Un poeta en Colliure

Me lo prometí hace muchos años, y espero que no sea una de esas cosas que dejo sin cumplir. Un día saldré de España por Portbou, cruzaré los Pirineos y descansaré en un pequeño pueblo francés donde reposan los restos de Antonio Machado, un poeta, un filósofo, un político, un maestro.

Machado fue una de las luces de aquél país que se descompuso en mil pedazos y que le cerró las puertas para siempre. En el 75 aniversario de su muerte, toca revivir los días en los que un libro de Espasa-Calpe descansaba siempre junto a mi cama; un libro al que el paso del tiempo y el peso de unas manos, fueron ajando, cicatrizando su portada, retorciendo sus páginas, desencuadernado su contenido a fuerza de ser leído, de ser memorizado, revisado. Ese libro era el mejor vaso de agua con el que humedecer los labios una noche en vela, o en las horas previas al sueño.

En ese libro se podía ver el polvo sobre los hombros de un viejo y sucio abrigo, con el que el poeta cubría su cansado cuerpo. En ese libro se podían ver los surcos dejados por unos vasos sobre la mesa de mármol de un café cualquiera, en Madrid, en Soria, en Baeza, y que eran restregados por las mangas de la chaqueta de don Antonio. Un viejo sombrero, un rostro cansado, y siempre ligero de equipaje.

La maleta con escasas pertenencias, pero la cabeza llena de versos, de enseñanzas, de compromisos, de amores no satisfechos… Así se fue marchando de Madrid a Valencia, de Valencia a Portbou. Con una madre derrotada, con el compromiso firme, pero decepcionado hasta el máximo por el género humano. Quien decía ser en el buen sentido de la palabra, bueno, topó de bruces con la intolerancia de un fanatismo vestido de militar y con unos labios sangrantes por la venganza.

Don Antonio, ante todo republicano, en el sentido amplio de la expresión, se llevó sus recuerdos, sus soliloquios, sus metas, camino del exilio, y a cada paso que daba, alejándose de su sueño tricolor, la vida se le escapaba por caminos, fríos, veredas, huidas, carromatos y muertes que veían en las cunetas y los bosques. Su nombre, su enorme nombre se confundió con el de la masa de la España derrotada incluso antes de empezar. Paso a paso, llevó su derrota, como la de todos sus compatriotas con la mirada perdida consciente de que el fin de su España sería el suyo propio.
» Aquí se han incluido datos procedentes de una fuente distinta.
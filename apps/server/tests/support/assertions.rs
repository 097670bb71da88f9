use anyhow::Context as _;
use axum::http::StatusCode;
use serde_json::Value;

pub fn assert_status(actual: StatusCode, expected: StatusCode, context: &str) {
    assert_eq!(actual, expected, "unexpected status for {context}");
}

/// Assert a success envelope and return its `data`.
pub fn assert_success(body: &Value) -> anyhow::Result<&Value> {
    assert_eq!(
        body.get("success").and_then(Value::as_bool),
        Some(true),
        "expected success envelope, got {body}"
    );
    body.get("data").context("success envelope has data")
}

/// Assert a failure envelope carrying `code`.
pub fn assert_error_code(body: &Value, code: &str) {
    assert_eq!(
        body.get("success").and_then(Value::as_bool),
        Some(false),
        "expected failure envelope, got {body}"
    );
    assert_eq!(
        body.pointer("/error/code").and_then(Value::as_str),
        Some(code),
        "unexpected error code in {body}"
    );
    assert!(
        body.pointer("/error/message")
            .and_then(Value::as_str)
            .is_some_and(|m| !m.is_empty()),
        "error envelope needs a message: {body}"
    );
}

/// Property ids of a search page, in response order.
pub fn property_ids(data: &Value) -> anyhow::Result<Vec<i64>> {
    data.get("properties")
        .and_then(Value::as_array)
        .context("data.properties is array")?
        .iter()
        .map(|p| p.get("id").and_then(Value::as_i64).context("property id"))
        .collect()
}
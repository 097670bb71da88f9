use super::BindValue;
use rust_decimal::Decimal;

// Each helper appends one bind value and returns its 1-based placeholder index.

pub(super) fn push_int(bind_params: &mut Vec<BindValue>, value: i32) -> usize {
    bind_params.push(BindValue::Int(value));
    bind_params.len()
}

pub(super) fn push_bigint(bind_params: &mut Vec<BindValue>, value: i64) -> usize {
    bind_params.push(BindValue::BigInt(value));
    bind_params.len()
}

pub(super) fn push_int_array(bind_params: &mut Vec<BindValue>, value: Vec<i32>) -> usize {
    bind_params.push(BindValue::IntArray(value));
    bind_params.len()
}

pub(super) fn push_decimal(bind_params: &mut Vec<BindValue>, value: Decimal) -> usize {
    bind_params.push(BindValue::Decimal(value));
    bind_params.len()
}

pub(super) fn push_text(bind_params: &mut Vec<BindValue>, value: String) -> usize {
    bind_params.push(BindValue::Text(value));
    bind_params.len()
}
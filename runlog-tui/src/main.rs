//! runlog - Running Log Dashboard
//!
//! Terminal UI for loading a running log CSV and exploring per-runner mileage.

mod app;
mod ui;

use std::io;
use std::path::PathBuf;

use anyhow::{Context, Result};
use clap::Parser;
use crossterm::{
    event::{self, Event, KeyEventKind},
    execute,
    terminal::{disable_raw_mode, enable_raw_mode, EnterAlternateScreen, LeaveAlternateScreen},
};
use ratatui::{backend::CrosstermBackend, Terminal};
use runlog_core::Config;

use crate::app::App;

#[derive(Parser, Debug)]
#[command(name = "runlog")]
#[command(about = "Explore a running log CSV in the terminal")]
#[command(version)]
struct Args {
    /// CSV file to open on startup (date, person, miles run)
    file: Option<PathBuf>,
}

fn main() -> Result<()> {
    let args = Args::parse();

    // Load configuration
    let config = Config::load().context("failed to load configuration")?;

    // Initialize logging (to file, not stdout since we have a TUI)
    let _log_guard =
        runlog_core::logging::init(&config.logging).context("failed to initialize logging")?;

    tracing::info!("runlog TUI starting up");

    let mut app = App::new(&config.dashboard);
    if let Some(path) = &args.file {
        app.load_file(path);
    }

    // Setup terminal
    enable_raw_mode().context("failed to enable raw mode")?;
    let mut stdout = io::stdout();
    execute!(stdout, EnterAlternateScreen).context("failed to enter alternate screen")?;
    let backend = CrosstermBackend::new(stdout);
    let mut terminal = Terminal::new(backend).context("failed to create terminal")?;

    // Run the main loop
    let result = run_app(&mut terminal, &mut app);

    // Restore terminal
    disable_raw_mode().context("failed to disable raw mode")?;
    execute!(terminal.backend_mut(), LeaveAlternateScreen)
        .context("failed to leave alternate screen")?;
    terminal.show_cursor().context("failed to show cursor")?;

    tracing::info!("runlog TUI shutting down");

    result
}

/// Run the main application loop.
fn run_app(terminal: &mut Terminal<CrosstermBackend<io::Stdout>>, app: &mut App) -> Result<()> {
    loop {
        terminal.draw(|frame| ui::render(frame, app))?;

        if event::poll(std::time::Duration::from_millis(100))? {
            if let Event::Key(key) = event::read()? {
                // Ignore release events on platforms that report them
                if key.kind == KeyEventKind::Press {
                    app.handle_key(key);
                }
            }
        }

        if app.should_quit {
            break;
        }
    }

    Ok(())
}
Pocas horas después de cruzar la frontera, otro suelo republicano lo acogía con algún desdén. Allí se quedó. De una República a otra; de un sueño asesinado al lecho donde fallecería a manos de la barbarie del fascismo. En Francia se nos quedó. Como cantó Serrat, “le cubre el polvo de un país vecino”, porque en el suyo, en su país no hemos sido capaces de darle sepultura en la España libre por la que luchó y escribió. Una de las dos Españas le heló el corazón. La otra le sigue mirando de lejos.

Algún día, espero, llegaré a Colluire y le pediré perdón, antes de parar en Montauban.